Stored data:

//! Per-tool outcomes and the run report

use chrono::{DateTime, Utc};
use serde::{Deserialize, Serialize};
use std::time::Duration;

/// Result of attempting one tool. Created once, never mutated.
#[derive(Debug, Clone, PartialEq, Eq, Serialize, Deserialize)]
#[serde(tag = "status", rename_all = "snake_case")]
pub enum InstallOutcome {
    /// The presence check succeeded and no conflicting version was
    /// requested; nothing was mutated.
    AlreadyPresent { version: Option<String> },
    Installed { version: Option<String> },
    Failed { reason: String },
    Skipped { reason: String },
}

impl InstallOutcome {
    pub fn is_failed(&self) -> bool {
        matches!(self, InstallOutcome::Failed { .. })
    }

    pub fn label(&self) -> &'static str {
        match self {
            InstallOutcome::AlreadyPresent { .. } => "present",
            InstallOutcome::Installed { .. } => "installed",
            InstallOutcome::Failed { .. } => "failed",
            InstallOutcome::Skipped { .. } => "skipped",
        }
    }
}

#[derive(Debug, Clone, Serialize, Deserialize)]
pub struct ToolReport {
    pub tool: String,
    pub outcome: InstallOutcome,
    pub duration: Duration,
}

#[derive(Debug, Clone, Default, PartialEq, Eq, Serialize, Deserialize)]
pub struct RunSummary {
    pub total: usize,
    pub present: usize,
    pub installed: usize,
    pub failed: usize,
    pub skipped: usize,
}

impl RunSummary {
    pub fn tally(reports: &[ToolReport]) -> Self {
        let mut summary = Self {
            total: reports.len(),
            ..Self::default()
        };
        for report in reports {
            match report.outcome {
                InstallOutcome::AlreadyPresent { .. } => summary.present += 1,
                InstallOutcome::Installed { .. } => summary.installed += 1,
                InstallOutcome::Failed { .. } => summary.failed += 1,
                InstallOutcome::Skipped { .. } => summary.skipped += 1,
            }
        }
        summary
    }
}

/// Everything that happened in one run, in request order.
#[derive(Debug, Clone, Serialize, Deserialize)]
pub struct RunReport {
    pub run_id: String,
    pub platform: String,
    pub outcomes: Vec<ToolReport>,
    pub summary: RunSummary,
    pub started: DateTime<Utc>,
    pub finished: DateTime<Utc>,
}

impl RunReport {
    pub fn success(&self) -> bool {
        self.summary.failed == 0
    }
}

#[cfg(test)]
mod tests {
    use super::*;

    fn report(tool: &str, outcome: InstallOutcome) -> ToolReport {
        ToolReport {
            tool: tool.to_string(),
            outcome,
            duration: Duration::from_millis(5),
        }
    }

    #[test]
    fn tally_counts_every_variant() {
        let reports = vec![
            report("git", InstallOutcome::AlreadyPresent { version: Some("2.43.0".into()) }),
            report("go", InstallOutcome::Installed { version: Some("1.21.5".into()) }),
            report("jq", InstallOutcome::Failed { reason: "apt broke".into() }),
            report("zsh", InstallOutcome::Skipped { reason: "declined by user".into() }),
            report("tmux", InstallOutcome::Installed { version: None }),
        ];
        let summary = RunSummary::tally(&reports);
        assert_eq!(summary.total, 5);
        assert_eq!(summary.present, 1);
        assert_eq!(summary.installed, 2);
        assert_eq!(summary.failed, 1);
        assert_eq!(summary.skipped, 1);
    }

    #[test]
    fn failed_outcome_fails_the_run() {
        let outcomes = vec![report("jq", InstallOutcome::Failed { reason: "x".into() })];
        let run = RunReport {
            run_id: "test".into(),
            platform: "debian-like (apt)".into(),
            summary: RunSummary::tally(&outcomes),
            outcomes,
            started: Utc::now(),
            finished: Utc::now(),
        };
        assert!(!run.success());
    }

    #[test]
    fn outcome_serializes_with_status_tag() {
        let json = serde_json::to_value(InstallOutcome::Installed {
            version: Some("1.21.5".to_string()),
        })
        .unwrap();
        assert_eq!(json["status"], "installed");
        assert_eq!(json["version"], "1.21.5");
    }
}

→ **Exercise aim**
Repeat the lines above with every word intact.

→ **Output for this task**
//! Per-tool outcomes and the run report

use chrono::{DateTime, Utc};
use serde::{Deserialize, Serialize};
use std::time::Duration;

/// Result of attempting one tool. Created once, never mutated.
#[derive(Debug, Clone, PartialEq, Eq, Serialize, Deserialize)]
#[serde(tag = "status", rename_all = "snake_case")]
pub enum InstallOutcome {
    /// The presence check succeeded and no conflicting version was
    /// requested; nothing was mutated.
    AlreadyPresent { version: Option<String> },
    Installed { version: Option<String> },
    Failed { reason: String },
    Skipped { reason: String },
}

impl InstallOutcome {
    pub fn is_failed(&self) -> bool {
        matches!(self, InstallOutcome::Failed { .. })
    }

    pub fn label(&self) -> &'static str {
        match self {
            InstallOutcome::AlreadyPresent { .. } => "present",
            InstallOutcome::Installed { .. } => "installed",
            InstallOutcome::Failed { .. } => "failed",
            InstallOutcome::Skipped { .. } => "skipped",
        }
    }
}

#[derive(Debug, Clone, Serialize, Deserialize)]
pub struct ToolReport {
    pub tool: String,
    pub outcome: InstallOutcome,
    pub duration: Duration,
}

#[derive(Debug, Clone, Default, PartialEq, Eq, Serialize, Deserialize)]
pub struct RunSummary {
    pub total: usize,
    pub present: usize,
    pub installed: usize,
    pub failed: usize,
    pub skipped: usize,
}

impl RunSummary {
    pub fn tally(reports: &[ToolReport]) -> Self {
        let mut summary = Self {
            total: reports.len(),
            ..Self::default()
        };
        for report in reports {
            match report.outcome {
                InstallOutcome::AlreadyPresent { .. } => summary.present += 1,
                InstallOutcome::Installed { .. } => summary.installed += 1,
                InstallOutcome::Failed { .. } => summary.failed += 1,
                InstallOutcome::Skipped { .. } => summary.skipped += 1,
            }
        }
        summary
    }
}

/// Everything that happened in one run, in request order.
#[derive(Debug, Clone, Serialize, Deserialize)]
pub struct RunReport {
    pub run_id: String,
    pub platform: String,
    pub outcomes: Vec<ToolReport>,
    pub summary: RunSummary,
    pub started: DateTime<Utc>,
    pub finished: DateTime<Utc>,
}

impl RunReport {
    pub fn success(&self) -> bool {
        self.summary.failed == 0
    }
}

#[cfg(test)]
mod tests {
    use super::*;

    fn report(tool: &str, outcome: InstallOutcome) -> ToolReport {
        ToolReport {
            tool: tool.to_string(),
            outcome,
            duration: Duration::from_millis(5),
        }
    }

    #[test]
    fn tally_counts_every_variant() {
        let reports = vec![
            report("git", InstallOutcome::AlreadyPresent { version: Some("2.43.0".into()) }),
            report("go", InstallOutcome::Installed { version: Some("1.21.5".into()) }),
            report("jq", InstallOutcome::Failed { reason: "apt broke".into() }),
            report("zsh", InstallOutcome::Skipped { reason: "declined by user".into() }),
            report("tmux", InstallOutcome::Installed { version: None }),
        ];
        let summary = RunSummary::tally(&reports);
        assert_eq!(summary.total, 5);
        assert_eq!(summary.present, 1);
        assert_eq!(summary.installed, 2);
        assert_eq!(summary.failed, 1);
        assert_eq!(summary.skipped, 1);
    }

    #[test]
    fn failed_outcome_fails_the_run() {
        let outcomes = vec![report("jq", InstallOutcome::Failed { reason: "x".into() })];
        let run = RunReport {
            run_id: "test".into(),
            platform: "debian-like (apt)".into(),
            summary: RunSummary::tally(&outcomes),
            outcomes,
            started: Utc::now(),
            finished: Utc::now(),
        };
        assert!(!run.success());
    }

    #[test]
    fn outcome_serializes_with_status_tag() {
        let json = serde_json::to_value(InstallOutcome::Installed {
            version: Some("1.21.5".to_string()),
        })
        .unwrap();
        assert_eq!(json["status"], "installed");
        assert_eq!(json["version"], "1.21.5");
    }
}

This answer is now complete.